したがって、提案は一行に要約できる。すなわち、暗黙の義務を明示の義務に変え、ポスト量子移行義務をデジタル金融法の自律的カテゴリーに格上げすることである。
その理想的な位置付けは、まさに Quantum Act であり、暗号リスク管理に特化したアドホックなタイトルを設けることが考えられる。あるいは代替案として、DORA 改正の場でのピンポイントの介入でもよい。この義務は、機能の重要度と事業者の規模という 2 つの軸に沿って段階付けられるべきだ。期限は拘束力を持ち、すでに知られているスケジュール(重要システムについては 2030 年、全体完了については 2035 年)をなぞるべきであり、認証は Cybersecurity Act の枠組みに結び付けて調和させるべきである。さらに、文書化された注意義務を適合性の推定に転換するセーフハーバーを設ける必要がある。監督は既存の当局に委ねればよい。
とりわけ暗号資産については、サービス提供の対象となるプロトコルに量子耐性要件を課し、保有者に対する情報提供義務と秩序立った移行メカニズムを設ける必要がある。そうして初めて、カストディアンの責任とインフラ統治との非対称性を是正できる。

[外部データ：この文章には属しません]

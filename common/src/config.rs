use crate::errors::*;
use serde::{Deserialize, Serialize};
use std::fs;
use std::path::{Path, PathBuf};

pub const WORKER_DELAY: u64 = 3;
pub const IDLE_DELAY: u64 = 10;
pub const FS_SETTLE_DELAY: u64 = 2;
pub const IMAGE_MAX_AGE: i64 = 24 * 3600;

pub const DEFAULT_BUILD_TIMEOUT: u64 = 36 * 3600;
pub const DEFAULT_INDEX_LOCK_TIMEOUT: u64 = 300;
pub const DEFAULT_INDEX_LOCK_DELAY: u64 = 10;

pub fn load<P: AsRef<Path>>(path: Option<P>) -> Result<ConfigFile> {
    let mut config = ConfigFile::default();

    if let Some(c) = load_from("/etc/pkgbuilderd.conf")? {
        config.update(c);
    }

    if let Ok(path) = config_path() {
        if let Some(c) = load_from(path)? {
            config.update(c);
        }
    }

    if let Some(path) = path {
        let c = load_from(path)?
            .ok_or_else(|| format_err!("Failed to read config file"))?;
        config.update(c);
    }

    Ok(config)
}

fn config_path() -> Result<PathBuf> {
    let config_dir = dirs_next::config_dir()
        .ok_or_else(|| format_err!("Failed to find config dir"))?;
    Ok(config_dir.join("pkgbuilderd.conf"))
}

fn load_from<P: AsRef<Path>>(path: P) -> Result<Option<ConfigFile>> {
    if let Ok(buf) = fs::read_to_string(path.as_ref()) {
        debug!("loading config file {:?}", path.as_ref());
        let config = toml::from_str(&buf)
            .context("Failed to load config")?;
        Ok(Some(config))
    } else {
        Ok(None)
    }
}

#[derive(Debug, Default, Clone, Serialize, Deserialize)]
pub struct ConfigFile {
    #[serde(default)]
    pub paths: PathsConfig,
    #[serde(default)]
    pub source: SourceConfig,
    #[serde(default)]
    pub docker: DockerConfig,
    #[serde(default)]
    pub signing: SigningConfig,
    #[serde(default)]
    pub repos: ReposConfig,
    #[serde(default)]
    pub workers: WorkersConfig,
}

impl ConfigFile {
    pub fn update(&mut self, c: ConfigFile) {
        self.paths.update(c.paths);
        self.source.update(c.source);
        self.docker.update(c.docker);
        self.signing.update(c.signing);
        self.repos.update(c.repos);
        self.workers.update(c.workers);
    }
}

#[derive(Debug, Default, Clone, Serialize, Deserialize)]
pub struct PathsConfig {
    pub build_dir: Option<PathBuf>,
    pub repo_dir: Option<PathBuf>,
    pub scripts_dir: Option<PathBuf>,
    pub cache_dir: Option<PathBuf>,
    pub gnupg_dir: Option<PathBuf>,
    pub database: Option<PathBuf>,
}

impl PathsConfig {
    pub fn update(&mut self, c: PathsConfig) {
        if c.build_dir.is_some() {
            self.build_dir = c.build_dir;
        }
        if c.repo_dir.is_some() {
            self.repo_dir = c.repo_dir;
        }
        if c.scripts_dir.is_some() {
            self.scripts_dir = c.scripts_dir;
        }
        if c.cache_dir.is_some() {
            self.cache_dir = c.cache_dir;
        }
        if c.gnupg_dir.is_some() {
            self.gnupg_dir = c.gnupg_dir;
        }
        if c.database.is_some() {
            self.database = c.database;
        }
    }

    pub fn build_dir(&self) -> PathBuf {
        self.build_dir.clone().unwrap_or_else(|| PathBuf::from("/var/tmp/pkgbuilderd"))
    }

    pub fn repo_dir(&self) -> PathBuf {
        self.repo_dir.clone().unwrap_or_else(|| PathBuf::from("/srv/repo"))
    }

    pub fn scripts_dir(&self) -> PathBuf {
        self.scripts_dir.clone().unwrap_or_else(|| PathBuf::from("/usr/share/pkgbuilderd/makepkg"))
    }

    pub fn cache_dir(&self) -> PathBuf {
        self.cache_dir.clone().unwrap_or_else(|| PathBuf::from("/var/cache/pacman/pkg"))
    }

    pub fn gnupg_dir(&self) -> PathBuf {
        self.gnupg_dir.clone().unwrap_or_else(|| PathBuf::from("/var/lib/pkgbuilderd/.gnupg"))
    }

    pub fn database(&self) -> PathBuf {
        self.database.clone().unwrap_or_else(|| PathBuf::from("pkgbuilderd.db"))
    }
}

#[derive(Debug, Default, Clone, Serialize, Deserialize)]
pub struct SourceConfig {
    pub clone_url: Option<String>,
    pub api_url: Option<String>,
    pub project: Option<String>,
    pub repo: Option<String>,
    pub branch: Option<String>,
    pub token: Option<String>,
    pub packages_root: Option<String>,
    #[serde(default)]
    pub recipe_dirs: Vec<String>,
}

impl SourceConfig {
    pub fn update(&mut self, c: SourceConfig) {
        if c.clone_url.is_some() {
            self.clone_url = c.clone_url;
        }
        if c.api_url.is_some() {
            self.api_url = c.api_url;
        }
        if c.project.is_some() {
            self.project = c.project;
        }
        if c.repo.is_some() {
            self.repo = c.repo;
        }
        if c.branch.is_some() {
            self.branch = c.branch;
        }
        if c.token.is_some() {
            self.token = c.token;
        }
        if c.packages_root.is_some() {
            self.packages_root = c.packages_root;
        }
        if !c.recipe_dirs.is_empty() {
            self.recipe_dirs = c.recipe_dirs;
        }
    }

    pub fn api_url(&self) -> &str {
        self.api_url.as_deref().unwrap_or("https://api.github.com")
    }

    pub fn branch(&self) -> &str {
        self.branch.as_deref().unwrap_or("master")
    }

    pub fn packages_root(&self) -> &str {
        self.packages_root.as_deref().unwrap_or("")
    }

    /// Subdirectories searched for a recipe, in order. The empty string is
    /// the flat layout and is always tried last.
    pub fn recipe_dirs(&self) -> Vec<String> {
        let mut dirs = self.recipe_dirs.iter()
            .filter(|d| !d.is_empty())
            .cloned()
            .collect::<Vec<_>>();
        dirs.push(String::new());
        dirs
    }
}

#[derive(Debug, Default, Clone, Serialize, Deserialize)]
pub struct DockerConfig {
    pub socket: Option<String>,
    pub build_image: Option<String>,
    pub image_context: Option<PathBuf>,
    pub memory_limit: Option<i64>,
    pub cpuset: Option<String>,
    pub build_timeout: Option<u64>,
    pub push_images: Option<bool>,
}

impl DockerConfig {
    pub fn update(&mut self, c: DockerConfig) {
        if c.socket.is_some() {
            self.socket = c.socket;
        }
        if c.build_image.is_some() {
            self.build_image = c.build_image;
        }
        if c.image_context.is_some() {
            self.image_context = c.image_context;
        }
        if c.memory_limit.is_some() {
            self.memory_limit = c.memory_limit;
        }
        if c.cpuset.is_some() {
            self.cpuset = c.cpuset;
        }
        if c.build_timeout.is_some() {
            self.build_timeout = c.build_timeout;
        }
        if c.push_images.is_some() {
            self.push_images = c.push_images;
        }
    }

    pub fn socket(&self) -> &str {
        self.socket.as_deref().unwrap_or("/var/run/docker.sock")
    }

    pub fn build_image(&self) -> &str {
        self.build_image.as_deref().unwrap_or("pkgbuilderd/makepkg")
    }

    pub fn build_timeout(&self) -> u64 {
        self.build_timeout.unwrap_or(DEFAULT_BUILD_TIMEOUT)
    }
}

#[derive(Debug, Default, Clone, Serialize, Deserialize)]
pub struct SigningConfig {
    pub key_id: Option<String>,
    pub passphrase: Option<String>,
    pub passphrase_file: Option<PathBuf>,
    pub gpg_bin: Option<PathBuf>,
}

impl SigningConfig {
    pub fn update(&mut self, c: SigningConfig) {
        if c.key_id.is_some() {
            self.key_id = c.key_id;
        }
        if c.passphrase.is_some() {
            self.passphrase = c.passphrase;
        }
        if c.passphrase_file.is_some() {
            self.passphrase_file = c.passphrase_file;
        }
        if c.gpg_bin.is_some() {
            self.gpg_bin = c.gpg_bin;
        }
    }

    pub fn gpg_bin(&self) -> PathBuf {
        self.gpg_bin.clone().unwrap_or_else(|| PathBuf::from("/usr/bin/gpg"))
    }

    pub fn passphrase(&self) -> Result<Option<String>> {
        if let Some(passphrase) = &self.passphrase {
            Ok(Some(passphrase.clone()))
        } else if let Some(path) = &self.passphrase_file {
            let passphrase = fs::read_to_string(path)
                .with_context(|| anyhow!("Failed to read passphrase file: {:?}", path))?;
            Ok(Some(passphrase.trim_end_matches('\n').to_string()))
        } else {
            Ok(None)
        }
    }
}

#[derive(Debug, Default, Clone, Serialize, Deserialize)]
pub struct ReposConfig {
    pub staging: Option<String>,
    pub main: Option<String>,
    #[serde(default)]
    pub architectures: Vec<String>,
    pub index_lock_timeout: Option<u64>,
}

impl ReposConfig {
    pub fn update(&mut self, c: ReposConfig) {
        if c.staging.is_some() {
            self.staging = c.staging;
        }
        if c.main.is_some() {
            self.main = c.main;
        }
        if !c.architectures.is_empty() {
            self.architectures = c.architectures;
        }
        if c.index_lock_timeout.is_some() {
            self.index_lock_timeout = c.index_lock_timeout;
        }
    }

    pub fn staging(&self) -> &str {
        self.staging.as_deref().unwrap_or("staging")
    }

    pub fn main(&self) -> &str {
        self.main.as_deref().unwrap_or("main")
    }

    pub fn architectures(&self) -> Vec<String> {
        if self.architectures.is_empty() {
            vec!["x86_64".to_string(), "i686".to_string()]
        } else {
            self.architectures.clone()
        }
    }

    pub fn index_lock_timeout(&self) -> u64 {
        self.index_lock_timeout.unwrap_or(DEFAULT_INDEX_LOCK_TIMEOUT)
    }
}

#[derive(Debug, Default, Clone, Serialize, Deserialize)]
pub struct WorkersConfig {
    pub transactions: Option<usize>,
}

impl WorkersConfig {
    pub fn update(&mut self, c: WorkersConfig) {
        if c.transactions.is_some() {
            self.transactions = c.transactions;
        }
    }

    pub fn transactions(&self) -> usize {
        self.transactions.unwrap_or(1).max(1)
    }
}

コストに関する反論には、容易に答えることができる。比較すべきは、義務と自由ではなく、明示の義務と暗黙の義務であるからだ。後者も、結局は同じ義務に基づいてコストを課すが、その配分は最悪だ。遅れた者を報い、誠実な者を罰し、決着を訴訟に先送りする。義務を明示することは、新たな負担を生み出すのではない。それを確実なものとし、すべての者にとって平等で、計画可能で、保険可能なものにするのである。
さらにもう一つ、規制の確実性それ自体が産業政策であるという論点もある。いつ、どのように移行しなければならないかを知っている市場は、10 年先を見通して欧州製のポスト量子技術を購入する市場である。移行義務を欧州レベルで定め、認証で支えることにより、連合の標準を量子安全(quantum-safe)な金融のグローバルなベンチマークに押し上げることができるだろう。これは、連合が自ら国内生産を目指す技術の上に築かれる、久々の「ブリュッセル効果」となりうる。
量子リスクは、デジタル金融における唯一のシステミックリスクであり、その発生自体は確実であり、その効果はすでに現実のものとなっている。法的に問題となる行為は今日行われ、責任が顕在化するのは明日、事象がすでに起きていたことを観測可能にするそのときである。法学者が、将来統御すべき事象をあらかじめ知っているというのは、稀有な状況だ。この機会に備えを怠ることは、許されざることであろう。